No less jarring was the contrast between an African country on petroleum-fueled hyper-drive and another in near economic collapse. The previous year, the Tanzanian military had overthrown the brutal Idi Amin regime in neighbouring Uganda. That incursion was not only condemned by the Organization of African States but it all but drained the Tanzanian treasury. Added to that misery, the severe shortages of basic goods and near-worthless currency was severely testing support for the official policy of ‘Ujamaa’ [Tanzanian socialism].

Still, Tanzanians as I came to know them, were proud and patriotic.

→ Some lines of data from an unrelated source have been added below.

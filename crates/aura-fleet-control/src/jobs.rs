//! Job state machine.
//!
//! Jobs are created `pending` by the dispatch path and then mutated only by
//! result reports from the node. Transitions are deliberately permissive: a
//! report is applied whatever the current status is, only the timestamps are
//! guarded so that each is stamped at most once.

use std::sync::Arc;

use aura_fleet_core::{JobId, NodeId};
use aura_fleet_store::{CommandKind, Job, JobStatus, JobStore, StoreError};
use chrono::Utc;

use crate::error::{ControlError, Result};

/// Job lifecycle operations over a [`JobStore`].
pub struct JobService<S> {
    store: Arc<S>,
}

impl<S> Clone for JobService<S> {
    fn clone(&self) -> Self {
        Self {
            store: Arc::clone(&self.store),
        }
    }
}

impl<S: JobStore> JobService<S> {
    /// Create a job service over the given store.
    #[must_use]
    pub const fn new(store: Arc<S>) -> Self {
        Self { store }
    }

    /// Create and persist a pending job.
    ///
    /// A missing kind defaults to `default`.
    ///
    /// # Errors
    ///
    /// Returns `ControlError::InvalidData` if the node ID is nil or the command
    /// name is blank.
    pub fn create(
        &self,
        node_id: &NodeId,
        command_name: &str,
        command_type: Option<CommandKind>,
    ) -> Result<Job> {
        if node_id.as_uuid().is_nil() {
            return Err(ControlError::InvalidData("node_id is required".into()));
        }
        let command_name = command_name.trim();
        if command_name.is_empty() {
            return Err(ControlError::InvalidData("command_name is required".into()));
        }

        let job = Job::pending(
            *node_id,
            command_name.to_string(),
            command_type.unwrap_or_default(),
        );
        self.store.insert_job(&job)?;

        tracing::info!(
            job_id = %job.id,
            node_id = %node_id,
            command_name = %job.command_name,
            command_type = %job.command_type,
            "Created job"
        );

        Ok(job)
    }

    /// Get a job by ID.
    ///
    /// # Errors
    ///
    /// Returns `ControlError::JobNotFound` if the job doesn't exist.
    pub fn get_by_id(&self, job_id: &JobId) -> Result<Job> {
        self.store
            .get_job(job_id)?
            .ok_or(ControlError::JobNotFound(*job_id))
    }

    /// List a node's jobs, newest first.
    ///
    /// # Errors
    ///
    /// Returns an error if the store fails.
    pub fn list_by_node(&self, node_id: &NodeId) -> Result<Vec<Job>> {
        Ok(self.store.list_jobs_by_node(node_id)?)
    }

    /// Apply a result report from the node.
    ///
    /// # Errors
    ///
    /// Returns `ControlError::JobNotFound` if the job doesn't exist; nothing is
    /// written in that case.
    pub fn update_result(
        &self,
        job_id: &JobId,
        status: JobStatus,
        output: String,
        error: String,
    ) -> Result<Job> {
        let job = self
            .store
            .update_job_status(job_id, status, output, error, Utc::now())
            .map_err(|e| match e {
                StoreError::NotFound => ControlError::JobNotFound(*job_id),
                other => ControlError::Store(other),
            })?;

        tracing::debug!(
            job_id = %job_id,
            node_id = %job.node_id,
            status = %status,
            "Recorded job result"
        );

        Ok(job)
    }
}

#[cfg(test)]
mod tests {
    use super::*;
    use aura_fleet_store::RocksStore;
    use tempfile::TempDir;

    fn setup() -> (JobService<RocksStore>, TempDir, NodeId) {
        let dir = TempDir::new().unwrap();
        let store = Arc::new(RocksStore::open(dir.path()).unwrap());
        (JobService::new(store), dir, NodeId::generate())
    }

    #[test]
    fn create_forces_pending_and_default_kind() {
        let (service, _dir, node_id) = setup();

        let job = service.create(&node_id, "restart", None).unwrap();
        assert_eq!(job.status, JobStatus::Pending);
        assert_eq!(job.command_type, CommandKind::Default);
        assert_eq!(job.node_id, node_id);
        assert!(job.started_at.is_none());
        assert!(job.finished_at.is_none());

        let stored = service.get_by_id(&job.id).unwrap();
        assert_eq!(stored, job);
    }

    #[test]
    fn create_rejects_missing_fields() {
        let (service, _dir, node_id) = setup();

        assert!(matches!(
            service.create(&node_id, "  ", None),
            Err(ControlError::InvalidData(_))
        ));
        let nil: NodeId = "00000000-0000-0000-0000-000000000000".parse().unwrap();
        assert!(matches!(
            service.create(&nil, "restart", None),
            Err(ControlError::InvalidData(_))
        ));
    }

    #[test]
    fn running_then_completed() {
        let (service, _dir, node_id) = setup();
        let job = service
            .create(&node_id, "backup", Some(CommandKind::Custom))
            .unwrap();

        let running = service
            .update_result(&job.id, JobStatus::Running, String::new(), String::new())
            .unwrap();
        let started_at = running.started_at.unwrap();
        assert!(running.finished_at.is_none());

        let done = service
            .update_result(&job.id, JobStatus::Completed, "ok".into(), String::new())
            .unwrap();
        assert_eq!(done.status, JobStatus::Completed);
        assert_eq!(done.output, "ok");
        assert_eq!(done.started_at, Some(started_at));
        assert!(done.finished_at.is_some());
        assert_eq!(done.command_type, CommandKind::Custom);
    }

    #[test]
    fn repeated_running_keeps_first_start() {
        let (service, _dir, node_id) = setup();
        let job = service.create(&node_id, "backup", None).unwrap();

        let first = service
            .update_result(&job.id, JobStatus::Running, String::new(), String::new())
            .unwrap();
        std::thread::sleep(std::time::Duration::from_millis(5));
        let second = service
            .update_result(&job.id, JobStatus::Running, "progress".into(), String::new())
            .unwrap();

        assert_eq!(first.started_at, second.started_at);
        assert_eq!(second.output, "progress");
    }

    #[test]
    fn transitions_are_permissive() {
        // A completed job can be reported running again; the update is applied.
        let (service, _dir, node_id) = setup();
        let job = service.create(&node_id, "backup", None).unwrap();

        let done = service
            .update_result(&job.id, JobStatus::Failed, String::new(), "boom".into())
            .unwrap();
        let reopened = service
            .update_result(&job.id, JobStatus::Running, String::new(), String::new())
            .unwrap();

        assert_eq!(reopened.status, JobStatus::Running);
        assert_eq!(reopened.finished_at, done.finished_at);
        assert!(reopened.started_at.is_some());
    }

    #[test]
    fn unknown_job_is_not_found() {
        let (service, _dir, _node_id) = setup();
        let job_id = JobId::generate();

        let result =
            service.update_result(&job_id, JobStatus::Completed, String::new(), String::new());
        assert!(matches!(result, Err(ControlError::JobNotFound(id)) if id == job_id));
        assert!(matches!(
            service.get_by_id(&job_id),
            Err(ControlError::JobNotFound(_))
        ));
    }

    #[test]
    fn list_by_node_newest_first() {
        let (service, _dir, node_id) = setup();
        let first = service.create(&node_id, "a", None).unwrap();
        std::thread::sleep(std::time::Duration::from_millis(5));
        let second = service.create(&node_id, "b", None).unwrap();
        service.create(&NodeId::generate(), "c", None).unwrap();

        let ids: Vec<_> = service
            .list_by_node(&node_id)
            .unwrap()
            .into_iter()
            .map(|j| j.id)
            .collect();
        assert_eq!(ids, vec![second.id, first.id]);
    }
}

Yet quite in contrast to the lengthy chats I recalled with Nigerian colleagues on any topic (especially political) without restriction, Tanzanians often seemed wary. Their guardedness in the presence of ‘wageni’ [foreigners] sometimes verged on suspiciousness. Any hint of disfavour for the policies of President Julius Nyerere, AKA ‘Mwalimu’ [teacher], was especially risky. Despite these strains and the relative austerity, my sojourn there was poignantly memorable.

 I was privileged to encounter both in Nigerian in 1977-1978 and Tanzania in 1980-1981, some of the most remarkable people I have ever met. The following excerpts from (now discarded) notebooks are a sampling of indelible impressions of that era…

2025, Sept. (Revised)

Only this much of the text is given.